Battery protection: This micrograph shows a powdery material that has a nanostructure (far right) that improves its conductivity.
An electrolyte developed by researchers at Oak Ridge National Laboratory could enable lithium-ion batteries that store five to 10 times more energy and are safer than the ones that recently caught fire on Boeing’s 787 Dreamliner.
While the cause of the Boeing fire hasn’t yet been determined, Boeing could have reduced the risk of fire by choosing a safer electrode chemistry (see “Grounded Boeing 787 Dreamliners Use Batteries Prone to Overheating”). But it would have had fewer options for the electrolyte—the material that allows current to flow through a battery. Lithium-ion batteries, even the ones that use relatively safe electrodes, still use flammable liquid electrolytes.
Solid electrolytes would be much safer, but it’s been difficult to make them conductive enough for use in batteries. The ORNL researchers, in work published in the current issue of the Journal of the American Chemistry Society, have an easy method for making a nanostructured form of one solid electrolyte.

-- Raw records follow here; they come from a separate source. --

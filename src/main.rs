// =============================================================================
// Meridian — Main Entry Point
// =============================================================================
//
// The engine starts against the testnet unless the config says otherwise;
// switching to live endpoints is an explicit configuration change, never a
// default.
// =============================================================================

// ── Module declarations ──────────────────────────────────────────────────────
mod config;
mod emergency;
mod error;
mod events;
mod exchange;
mod flip;
mod guards;
mod indicators;
mod journal;
mod ledger;
mod margin;
mod market;
mod risk;
mod signal;
mod sizing;
mod stops;
mod strategy;
#[cfg(test)]
mod testutil;
mod types;

use std::sync::Arc;

use parking_lot::RwLock;
use tracing::{error, info, warn};
use tracing_subscriber::EnvFilter;

use crate::config::BotConfig;
use crate::emergency::EmergencyCloser;
use crate::events::{EngineEvent, EventBus};
use crate::exchange::binance::BinanceUsdFutures;
use crate::exchange::rate_limit::RateLimiterPool;
use crate::exchange::ExchangeAdapter;
use crate::journal::TradeJournal;
use crate::ledger::LegLedger;
use crate::market::klines::KlineCache;
use crate::market::positions::PositionView;
use crate::risk::RiskCoordinator;
use crate::strategy::{build_run_gate, limiter_key, spawn_workers, EngineContext, OrderThrottle};
use crate::types::TradeMode;

const CONFIG_PATH: &str = "meridian_config.json";
const JOURNAL_PATH: &str = "meridian_journal.jsonl";

#[tokio::main]
async fn main() -> anyhow::Result<()> {
    // ── 1. Environment & config ──────────────────────────────────────────
    let _ = dotenv::dotenv();

    tracing_subscriber::fmt()
        .with_env_filter(
            EnvFilter::try_from_default_env().unwrap_or_else(|_| EnvFilter::new("info")),
        )
        .init();

    info!("╔══════════════════════════════════════════════════════════╗");
    info!("║        Meridian Trading Engine — Starting Up             ║");
    info!("╚══════════════════════════════════════════════════════════╝");

    let mut cfg = BotConfig::load(CONFIG_PATH).unwrap_or_else(|e| {
        warn!(error = %e, "failed to load config, using defaults");
        BotConfig::default()
    });

    // Symbol override from the environment, comma separated.
    if let Ok(syms) = std::env::var("MERIDIAN_SYMBOLS") {
        let parsed: Vec<String> = syms
            .split(',')
            .map(|s| s.trim().to_uppercase())
            .filter(|s| !s.is_empty())
            .collect();
        if !parsed.is_empty() {
            cfg.symbols = parsed;
        }
    }

    info!(
        symbols = ?cfg.symbols,
        intervals = ?cfg.intervals,
        mode = %cfg.mode,
        account = %cfg.account_type,
        leverage = cfg.leverage,
        "configuration resolved"
    );
    if cfg.mode == TradeMode::Live {
        warn!("LIVE mode enabled: orders will reach the production exchange");
    }

    // ── 2. Exchange adapter ──────────────────────────────────────────────
    let api_key = std::env::var("BINANCE_API_KEY").unwrap_or_default();
    let api_secret = std::env::var("BINANCE_API_SECRET").unwrap_or_default();
    if api_key.is_empty() || api_secret.is_empty() {
        warn!("BINANCE_API_KEY / BINANCE_API_SECRET not set; signed endpoints will fail");
    }

    let limiter_pool = RateLimiterPool::new();
    let (mode, account) = limiter_key(&cfg);
    let limiter = limiter_pool.get(mode, account);
    let adapter: Arc<dyn ExchangeAdapter> =
        Arc::new(BinanceUsdFutures::new(api_key, api_secret, mode, limiter));

    // ── 3. Engine context ────────────────────────────────────────────────
    let ledger = match TradeJournal::open(JOURNAL_PATH) {
        Ok(journal) => LegLedger::with_journal(Arc::new(journal)),
        Err(e) => {
            warn!(error = %e, "journal unavailable; continuing without it");
            LegLedger::new()
        }
    };

    let ctx = EngineContext {
        adapter: adapter.clone(),
        config: Arc::new(RwLock::new(cfg)),
        ledger: Arc::new(ledger),
        view: Arc::new(PositionView::new()),
        cache: Arc::new(KlineCache::new()),
        risk: Arc::new(RiskCoordinator::new(mode == TradeMode::Testnet)),
        bus: Arc::new(EventBus::new()),
        closer: Arc::new(EmergencyCloser::new()),
        throttle: Arc::new(OrderThrottle::new()),
        run_gate: build_run_gate(),
    };

    // ── 4. Event sink ────────────────────────────────────────────────────
    // No UI attached in headless mode; the subscriber mirrors events into
    // the structured log so nothing is silently dropped.
    let mut event_rx = ctx.bus.subscribe();
    tokio::spawn(async move {
        while let Some(event) = event_rx.recv().await {
            match &event {
                EngineEvent::Placed(ev) => {
                    info!(symbol = %ev.symbol, side = %ev.side, qty = ev.qty, ok = ev.ok, "event: placed");
                }
                EngineEvent::Close(ev) | EngineEvent::CloseInterval(ev) => {
                    info!(
                        symbol = %ev.symbol,
                        side = %ev.side,
                        qty = ev.qty,
                        pnl = ev.pnl_value,
                        reason = %ev.reason,
                        "event: close"
                    );
                }
                EngineEvent::EmergencyStarted(ev) => {
                    warn!(reason = %ev.reason, source = %ev.source, "event: emergency started");
                }
                EngineEvent::EmergencyCompleted(ev) => {
                    warn!(success = ?ev.success, "event: emergency completed");
                }
            }
        }
    });

    // ── 5. Position mode alignment + startup reconciliation ─────────────
    let want_dual = ctx.config.read().position_mode == types::PositionMode::Hedge;
    match adapter.dual_side().await {
        Ok(current) if current != want_dual => {
            if let Err(e) = adapter.set_dual_side(want_dual).await {
                warn!(error = %e, want_dual, "could not align position mode; keeping exchange setting");
            } else {
                info!(hedge = want_dual, "position mode aligned");
            }
        }
        Ok(_) => {}
        Err(e) => warn!(error = %e, "position mode unreadable at startup"),
    }

    let dual = adapter.dual_side().await.unwrap_or(false);
    match ctx
        .risk
        .reconcile(adapter.as_ref(), &ctx.ledger, &ctx.view, dual)
        .await
    {
        Ok(report) => info!(?report, "startup reconciliation complete"),
        Err(e) => warn!(error = %e, "startup reconciliation failed; ledger starts empty"),
    }

    // ── 6. Strategy workers ──────────────────────────────────────────────
    let workers = spawn_workers(&ctx);
    if workers.is_empty() {
        error!("no (symbol, interval) pairs to run; exiting");
        return Ok(());
    }

    info!("All subsystems running. Press Ctrl+C to stop.");

    // ── 7. Graceful shutdown ─────────────────────────────────────────────
    tokio::signal::ctrl_c().await?;
    warn!("shutdown signal received — stopping workers");

    let stop_ts = types::epoch_secs();
    for (name, flag, stop_time) in &workers {
        *stop_time.lock() = stop_ts;
        flag.store(true, std::sync::atomic::Ordering::SeqCst);
        info!(worker = %name, "stop requested");
    }
    // Give in-flight iterations a moment to land their acks.
    tokio::time::sleep(std::time::Duration::from_millis(500)).await;

    if let Err(e) = ctx.config.read().save(CONFIG_PATH) {
        error!(error = %e, "failed to save config on shutdown");
    }

    info!("Meridian shut down complete.");
    Ok(())
}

The nanostructure improves the material’s conductivity 1,000 times, enough to make it useful in lithium-ion batteries. The researchers also showed that the new material is compatible with high-energy electrodes.
The solid electrolyte isn’t as conductive as liquid electrolytes, but the researchers say they can compensate for this by making the electrolyte very thin, among other measures. Even then, the batteries might not charge as quickly or provide the same boost of power possible with liquid electrolytes, but this would be okay in many applications, such as in electric cars, where the sheer number of battery cells makes it easy to deliver adequate bursts of power.
The solid electrolyte not only makes batteries safer, it could also enable the use of higher energy electrode materials. As a result, while the rate at which these batteries deliver power may be less than today’s lithium-ion batteries, the total amount of energy they can store would be far higher. A much smaller battery could then be used—saving space and weight on airplanes and greatly reducing the cost of electric vehicles.
The solid electrolyte might be particularly suited to lithium-sulfur batteries, which can store a lot of energy, but have safety issues and can’t be recharged enough times to last the life of a car (see “Nanostructures Boost Battery Life Fivefold”). The lithium-metal electrodes can cause battery shorts and fires. The solid electrolyte helps stabilize the lithium metal and serves as a barrier to prevent shorts. The sulfur electrodes in these batteries also degrade when used with liquid electrolytes—some of the sulfur can be dissolved in the liquid and lost. The solid electrolyte prevents that.
The work is still at an early stage. So far, the researchers have only made small, half-inch test cells, And the results demonstrating the compatibility with lithium-sulfur batteries are still unpublished.